El sitio se llamaba Puccini's. Un nombre muy italiano para ser de un polaco. Pero esa era la idea. Yo estaba en el aparcamiento, dentro del coche con las ventanillas bajadas, sudando. Daba igual que fuera de noche, la humedad y el calor no se iban a ninguna parte y menos allí dentro.
Miré alrededor. Las farolas iluminaban débilmente la carretera, el restaurante tenía sus propios focos y después nada. El resto estaba sumido en la más absoluta oscuridad. A lo lejos podían verse algunas otras luces solitarias. Siempre me había gustado mirar la oscuridad, la oscuridad profunda, auténtica, el más absoluto negro.
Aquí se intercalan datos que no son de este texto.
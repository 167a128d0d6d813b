//! Union: bag concatenation of child outputs in child order.

use std::collections::BTreeSet;

use hartig_core::tuple::MappingTuple;
use tracing::debug;

use crate::explain::{push_child, ExplainNode};
use crate::plan::Plan;
use crate::traits::{OpError, Operator};

pub struct UnionOperator {
    children: Vec<Plan>,
}

impl UnionOperator {
    pub fn new<I, P>(children: I) -> Self
    where
        I: IntoIterator<Item = P>,
        P: Into<Plan>,
    {
        Self {
            children: children.into_iter().map(Into::into).collect(),
        }
    }
}

impl Operator for UnionOperator {
    fn name(&self) -> &'static str {
        "union"
    }

    fn attributes(&self) -> BTreeSet<String> {
        self.children.iter().flat_map(|c| c.attributes()).collect()
    }

    fn execute(&self) -> Result<Vec<MappingTuple>, OpError> {
        let mut out = Vec::new();
        for child in &self.children {
            out.extend(child.execute()?);
        }
        debug!(
            op = self.name(),
            children = self.children.len(),
            tuples = out.len(),
            "done"
        );
        Ok(out)
    }

    fn explain_lines(&self) -> Vec<String> {
        let mut lines = vec![
            "Union(".to_string(),
            format!("  operators: {}", self.children.len()),
        ];
        let n = self.children.len();
        for (i, child) in self.children.iter().enumerate() {
            push_child(&mut lines, &format!("[{i}]"), child, i + 1 == n);
        }
        lines.push(")".to_string());
        lines
    }

    fn explain_json(&self) -> ExplainNode {
        ExplainNode::new("Union")
            .with_parameter("operator_count", self.children.len())
            .with_children(self.children.iter().map(Operator::explain_json).collect())
    }
}
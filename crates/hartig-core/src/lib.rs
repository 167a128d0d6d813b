#![forbid(unsafe_code)]
//! hartig-core: the data model shared by every other crate.
//!
//! - RDF terms (`Iri`, `Literal`, `BlankNode`) and raw scalars extracted from
//!   source documents, unified as `Value`.
//! - `Binding`, the explicit "value or error marker" slot stored in tuples.
//! - `MappingTuple`, an immutable attribute → binding map.
//! - Triples, engine configuration, and stable hashing helpers.
//!
//! Nothing in this crate performs I/O.

pub mod config;
pub mod error;
pub mod hash;
pub mod prelude;
pub mod term;
pub mod triple;
pub mod tuple;
pub mod value;

pub use error::{Error, Result};
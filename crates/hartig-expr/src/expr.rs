//! Expression tree: constants, attribute references, and function calls.

use std::fmt;

use hartig_core::term::Term;
use hartig_core::tuple::MappingTuple;
use hartig_core::value::{Binding, Scalar, Value};
use serde_json::json;

use crate::functions::Function;

#[derive(Debug, Clone, PartialEq)]
pub enum Expression {
    Constant(Value),
    Reference(String),
    FunctionCall {
        function: Function,
        arguments: Vec<Expression>,
    },
}

impl Expression {
    pub fn constant(value: impl Into<Value>) -> Self {
        Expression::Constant(value.into())
    }

    pub fn reference(attribute: impl Into<String>) -> Self {
        Expression::Reference(attribute.into())
    }

    pub fn call(function: Function, arguments: Vec<Expression>) -> Self {
        Expression::FunctionCall {
            function,
            arguments,
        }
    }

    /// Evaluate against one tuple.
    ///
    /// Arguments are evaluated left to right and evaluation stops at the
    /// first epsilon; the function is not invoked in that case.
    pub fn evaluate(&self, tuple: &MappingTuple) -> Binding {
        match self {
            Expression::Constant(value) => Binding::Bound(value.clone()),
            Expression::Reference(attribute) => {
                tuple.get(attribute).cloned().unwrap_or(Binding::Epsilon)
            }
            Expression::FunctionCall {
                function,
                arguments,
            } => {
                let mut values = Vec::with_capacity(arguments.len());
                for argument in arguments {
                    match argument.evaluate(tuple) {
                        Binding::Bound(value) => values.push(value),
                        Binding::Epsilon => return Binding::Epsilon,
                    }
                }
                function.apply(&values)
            }
        }
    }

    /// Structured description consumed by `explain_json`.
    pub fn explain_json(&self) -> serde_json::Value {
        match self {
            Expression::Constant(value) => {
                let mut node = json!({
                    "type": "Constant",
                    "value": value.to_json(),
                    "value_type": value.type_name(),
                });
                if let Value::Term(Term::Literal(lit)) = value {
                    node["datatype"] = json!(lit.datatype().as_str());
                    if let Some(lang) = lit.language() {
                        node["language"] = json!(lang);
                    }
                }
                node
            }
            Expression::Reference(attribute) => json!({
                "type": "Reference",
                "attribute": attribute,
            }),
            Expression::FunctionCall {
                function,
                arguments,
            } => json!({
                "type": "FunctionCall",
                "function": function.name(),
                "arguments": arguments.iter().map(Expression::explain_json).collect::<Vec<_>>(),
            }),
        }
    }
}

impl fmt::Display for Expression {
    fn fmt(&self, f: &mut fmt::Formatter<'_>) -> fmt::Result {
        match self {
            Expression::Constant(Value::Scalar(Scalar::Str(s))) => write!(f, "Const('{s}')"),
            Expression::Constant(value) => write!(f, "Const({value})"),
            Expression::Reference(attribute) => write!(f, "Ref({attribute})"),
            Expression::FunctionCall {
                function,
                arguments,
            } => {
                write!(f, "{function}(")?;
                for (i, arg) in arguments.iter().enumerate() {
                    if i > 0 {
                        write!(f, ", ")?;
                    }
                    write!(f, "{arg}")?;
                }
                write!(f, ")")
            }
        }
    }
}

#[cfg(test)]
mod tests {
    use super::*;
    use hartig_core::term::{Iri, Literal};

    fn sample() -> MappingTuple {
        MappingTuple::new()
            .with("id", Binding::bound("123"))
            .with("name", Binding::bound("Alice"))
            .with("age", Binding::bound(30))
            .with("department", Binding::bound("Engineering"))
    }

    #[test]
    fn constant_ignores_tuple() {
        let c = Expression::constant("FixedValue");
        assert_eq!(c.evaluate(&sample()), Binding::bound("FixedValue"));
        assert_eq!(c.evaluate(&MappingTuple::new()), Binding::bound("FixedValue"));
    }

    #[test]
    fn reference_reads_or_degrades() {
        assert_eq!(
            Expression::reference("age").evaluate(&sample()),
            Binding::bound(30)
        );
        assert_eq!(
            Expression::reference("missing").evaluate(&sample()),
            Binding::Epsilon
        );
    }

    #[test]
    fn reference_forwards_stored_epsilon() {
        let t = MappingTuple::new().with("bad", Binding::Epsilon);
        assert!(Expression::reference("bad").evaluate(&t).is_epsilon());
    }

    #[test]
    fn function_call_with_references() {
        let e = Expression::call(
            Function::ToIri,
            vec![
                Expression::reference("id"),
                Expression::constant("http://example.org/person/"),
            ],
        );
        assert_eq!(
            e.evaluate(&sample()),
            Binding::bound(Iri::new("http://example.org/person/123"))
        );
    }

    #[test]
    fn nested_calls_compose() {
        let e = Expression::call(
            Function::Concat,
            vec![
                Expression::constant("Name: "),
                Expression::reference("name"),
                Expression::call(
                    Function::Concat,
                    vec![
                        Expression::constant(" ("),
                        Expression::reference("department"),
                        Expression::constant(")"),
                    ],
                ),
            ],
        );
        assert_eq!(
            e.evaluate(&sample()),
            Binding::bound(Literal::simple("Name: Alice (Engineering)"))
        );
    }

    #[test]
    fn epsilon_argument_short_circuits() {
        let e = Expression::call(
            Function::Concat,
            vec![Expression::constant("x"), Expression::reference("missing")],
        );
        assert!(e.evaluate(&sample()).is_epsilon());
    }

    #[test]
    fn display_forms() {
        let e = Expression::call(
            Function::ToIri,
            vec![
                Expression::reference("id"),
                Expression::constant("http://example.org/"),
            ],
        );
        assert_eq!(e.to_string(), "to_iri(Ref(id), Const('http://example.org/'))");
        assert_eq!(
            Expression::constant(Iri::new("http://x/")).to_string(),
            "Const(<http://x/>)"
        );
        assert_eq!(Expression::constant(42).to_string(), "Const(42)");
    }

    #[test]
    fn explain_json_shapes() {
        let e = Expression::call(
            Function::ToIri,
            vec![
                Expression::reference("item_id"),
                Expression::constant("http://example.org/"),
            ],
        );
        let j = e.explain_json();
        assert_eq!(j["type"], "FunctionCall");
        assert_eq!(j["function"], "to_iri");
        assert_eq!(j["arguments"][0]["type"], "Reference");
        assert_eq!(j["arguments"][0]["attribute"], "item_id");
        assert_eq!(j["arguments"][1]["value"], "http://example.org/");
        assert_eq!(j["arguments"][1]["value_type"], "string");

        let j = Expression::constant(Iri::new("http://xmlns.com/foaf/0.1/Person")).explain_json();
        assert_eq!(j["value_type"], "IRI");
        assert_eq!(j["value"], "http://xmlns.com/foaf/0.1/Person");

        let j = Expression::constant(Literal::lang("chat", "fr")).explain_json();
        assert_eq!(j["value_type"], "Literal");
        assert_eq!(j["language"], "fr");
    }
}
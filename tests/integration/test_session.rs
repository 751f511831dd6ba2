//! Tests for the pieces the offline CLI mode is built from: config
//! files on disk, the persisted session, and snapshot round-trips.

use chrono::NaiveDate;

use bookline::backend::{MemoryBackend, ScheduleSnapshot};
use bookline::model::{Interval, ScheduledItem};
use bookline::service::Scheduler;
use bookline::session::{Role, Session, User};
use bookline::Config;

#[test]
fn test_config_file_round_trip() {
    let dir = tempfile::tempdir().unwrap();
    let path = dir.path().join("bookline.toml");
    std::fs::write(
        &path,
        r#"
        [backend]
        url = "https://salon.example.com/api"
        timeout_secs = 10

        [session]
        file = "/tmp/bookline-test/session.json"

        [defaults]
        business = "barber_shop"
        appointment_minutes = 45
        "#,
    )
    .unwrap();

    let config = Config::from_file(&path).unwrap();
    assert_eq!(config.backend.url, "https://salon.example.com/api");
    assert_eq!(config.backend.timeout_secs, 10);
    assert_eq!(config.defaults.appointment_minutes, 45);
    assert_eq!(
        config.session_file(),
        std::path::PathBuf::from("/tmp/bookline-test/session.json")
    );
}

#[test]
fn test_session_persists_at_configured_path() {
    let dir = tempfile::tempdir().unwrap();
    let path = dir.path().join("state/session.json");

    let mut session = Session::new();
    session.login(User::new("7", "Jane Wanjiru", Role::Manager));
    session.save(&path).unwrap();

    let restored = Session::load(&path);
    assert_eq!(restored.auth_header(), Some("7"));
    assert!(restored.is_manager());
}

#[tokio::test]
async fn test_snapshot_survives_a_restart() {
    let day = NaiveDate::from_ymd_opt(2026, 3, 2).unwrap();
    let slot = Interval::new(
        day.and_hms_opt(10, 0, 0).unwrap(),
        day.and_hms_opt(11, 0, 0).unwrap(),
    )
    .unwrap();

    // First "run": book an appointment and write the snapshot out.
    let dir = tempfile::tempdir().unwrap();
    let path = dir.path().join("schedule.json");
    let backend = MemoryBackend::new();
    let scheduler = Scheduler::new(backend.clone());
    let created = scheduler
        .create(ScheduledItem::appointment("Akinyi", slot).with_owner("jane"))
        .await
        .unwrap();
    let json = serde_json::to_string_pretty(&backend.snapshot().await).unwrap();
    std::fs::write(&path, json).unwrap();

    // Second "run": reload and find the booking again.
    let content = std::fs::read_to_string(&path).unwrap();
    let snapshot: ScheduleSnapshot = serde_json::from_str(&content).unwrap();
    let scheduler = Scheduler::new(MemoryBackend::from_snapshot(snapshot));
    scheduler.refresh().await.unwrap();

    let restored = scheduler.item(&created.id).await.unwrap();
    assert_eq!(restored.interval, slot);
    assert_eq!(restored.owner.as_deref(), Some("jane"));
}
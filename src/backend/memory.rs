//! In-memory backend.
//!
//! Backs the offline snapshot mode of the CLI and the test suites. Applies
//! mutations verbatim after data-shape validation; business guards
//! (status transitions, sale links, conflict gating) live in the mutation
//! service, which is the only caller.

use std::sync::Arc;

use async_trait::async_trait;
use serde::{Deserialize, Serialize};
use tokio::sync::RwLock;

use crate::backend::ScheduleBackend;
use crate::error::{Result, ScheduleError};
use crate::model::{
    ItemUpdate, RecurringSeries, Resource, ResourceUpdate, ScheduledItem, SeriesTemplate,
};

/// Serializable scheduling state: the snapshot-file format of the CLI's
/// offline mode and the seed format for tests.
#[derive(Debug, Clone, Default, Serialize, Deserialize)]
pub struct ScheduleSnapshot {
    #[serde(default)]
    pub items: Vec<ScheduledItem>,
    #[serde(default)]
    pub series: Vec<RecurringSeries>,
    #[serde(default)]
    pub resources: Vec<Resource>,
}

/// In-memory [`ScheduleBackend`].
#[derive(Clone, Default)]
pub struct MemoryBackend {
    state: Arc<RwLock<ScheduleSnapshot>>,
}

impl MemoryBackend {
    pub fn new() -> Self {
        Self::default()
    }

    pub fn from_snapshot(snapshot: ScheduleSnapshot) -> Self {
        Self {
            state: Arc::new(RwLock::new(snapshot)),
        }
    }

    /// Current state, for writing back to a snapshot file.
    pub async fn snapshot(&self) -> ScheduleSnapshot {
        self.state.read().await.clone()
    }
}

#[async_trait]
impl ScheduleBackend for MemoryBackend {
    async fn list_items(&self) -> Result<Vec<ScheduledItem>> {
        Ok(self.state.read().await.items.clone())
    }

    async fn list_series(&self) -> Result<Vec<RecurringSeries>> {
        Ok(self.state.read().await.series.clone())
    }

    async fn list_resources(&self) -> Result<Vec<Resource>> {
        Ok(self.state.read().await.resources.clone())
    }

    async fn create_item(&self, item: &ScheduledItem) -> Result<ScheduledItem> {
        let mut state = self.state.write().await;
        state.items.push(item.clone());
        Ok(item.clone())
    }

    async fn update_item(&self, id: &str, update: &ItemUpdate) -> Result<ScheduledItem> {
        let mut state = self.state.write().await;
        let item = state
            .items
            .iter_mut()
            .find(|i| i.id == id)
            .ok_or_else(|| ScheduleError::NotFound(format!("item {}", id)))?;
        update.updated_interval(&item.interval)?;
        update.apply_to(item);
        Ok(item.clone())
    }

    async fn delete_item(&self, id: &str) -> Result<()> {
        let mut state = self.state.write().await;
        let before = state.items.len();
        state.items.retain(|i| i.id != id);
        if state.items.len() == before {
            return Err(ScheduleError::NotFound(format!("item {}", id)));
        }
        Ok(())
    }

    async fn complete_item(&self, id: &str, sale_ref: Option<&str>) -> Result<ScheduledItem> {
        let mut state = self.state.write().await;
        let item = state
            .items
            .iter_mut()
            .find(|i| i.id == id)
            .ok_or_else(|| ScheduleError::NotFound(format!("item {}", id)))?;
        if let Some(details) = item.as_appointment_mut() {
            details.status = crate::model::AppointmentStatus::Completed;
            if let Some(sale) = sale_ref {
                details.sale_ref = Some(sale.to_string());
            }
        }
        Ok(item.clone())
    }

    async fn accept_item(&self, id: &str, staff: &str) -> Result<ScheduledItem> {
        let mut state = self.state.write().await;
        let item = state
            .items
            .iter_mut()
            .find(|i| i.id == id)
            .ok_or_else(|| ScheduleError::NotFound(format!("item {}", id)))?;
        item.owner = Some(staff.to_string());
        if let Some(details) = item.as_appointment_mut() {
            details.status = crate::model::AppointmentStatus::Scheduled;
        }
        Ok(item.clone())
    }

    async fn cancel_item(&self, id: &str) -> Result<ScheduledItem> {
        let mut state = self.state.write().await;
        let item = state
            .items
            .iter_mut()
            .find(|i| i.id == id)
            .ok_or_else(|| ScheduleError::NotFound(format!("item {}", id)))?;
        if let Some(details) = item.as_appointment_mut() {
            details.status = crate::model::AppointmentStatus::Cancelled;
        }
        Ok(item.clone())
    }

    async fn create_series(
        &self,
        series: &RecurringSeries,
        _template: &SeriesTemplate,
        items: &[ScheduledItem],
    ) -> Result<Vec<ScheduledItem>> {
        let mut state = self.state.write().await;
        state.series.push(series.clone());
        state.items.extend_from_slice(items);
        Ok(items.to_vec())
    }

    async fn delete_series(&self, series_id: &str) -> Result<()> {
        let mut state = self.state.write().await;
        let before = state.series.len();
        state.series.retain(|s| s.id != series_id);
        if state.series.len() == before {
            return Err(ScheduleError::NotFound(format!("series {}", series_id)));
        }
        // Detach, never cascade: generated items outlive their series.
        for item in &mut state.items {
            if item.series.as_deref() == Some(series_id) {
                item.series = None;
            }
        }
        Ok(())
    }

    async fn create_resource(&self, resource: &Resource) -> Result<Resource> {
        let mut state = self.state.write().await;
        state.resources.push(resource.clone());
        Ok(resource.clone())
    }

    async fn update_resource(&self, id: &str, update: &ResourceUpdate) -> Result<Resource> {
        let mut state = self.state.write().await;
        let resource = state
            .resources
            .iter_mut()
            .find(|r| r.id == id)
            .ok_or_else(|| ScheduleError::NotFound(format!("resource {}", id)))?;
        update.apply_to(resource);
        Ok(resource.clone())
    }

    async fn delete_resource(&self, id: &str) -> Result<()> {
        let mut state = self.state.write().await;
        let before = state.resources.len();
        state.resources.retain(|r| r.id != id);
        if state.resources.len() == before {
            return Err(ScheduleError::NotFound(format!("resource {}", id)));
        }
        Ok(())
    }
}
¡Qué calor hacía! Parecía que hasta el asfalto sudaba. Noté como me caía alguna gota de la frente. Miré y efectivamente el sudor se había estampado en caída libre sobre mi camisa. Lástima que fuera blanca.
En la radio estaba sonando "Have you seen Bruce Richard Reynolds?" en el momento en el que al fin, vi llegar el coche blanco que había pasado dos horas esperando. Y dentro del mismo, mi objetivo. Me metí la mano en el bolsillo y el metal me devolvió un poco de calma.
Esperé hasta que hubo aparcado. En cuanto abrió la puerta salí lentamente del coche, no tenía que parecer nervioso. Le pillé de espaldas, mientras estaba cerrando. Creo que no me oyó llegar. Ataqué sin vacilar, no puedes vacilar en el momento decisivo.
-¿Señor Tarkovsky?
Ligeramente sobresaltado, el viejo se dió la vuelta.
-Si, soy yo.- dijo un poco confuso.
Me metí la mano en el bolsillo y saqué una de las piezas fundamentales de mi trabajo: mi tarjeta de visita.
-Soy Scott Fitzgerald, de seguros Halifax. Quería proponerle un seguro fantástico para su local. Estamos en plena campaña y le regalaríamos el del coche.
Tarkovsky me miró como si fuera idiota. Odiaba que me pusieran esa cara. Esto es mi trabajo, yo no les pongo mala cara cuando me sirven eso a lo que este polaco llama risotto.
-No me interesa. Ahora, si no le importa, tengo trabajo que hacer.- Y se fue caminando hacia la entrada de empleados del Puccini's.
Volví a mi coche. Antes de arrancar, saqué de mi bolsillo el precioso bolígrafo metálico que había regalado mi mujer en mi último cumpleaños. Era reconfortante. Eché un último vistazo a la oscuridad, y me dispuse a volver a casa.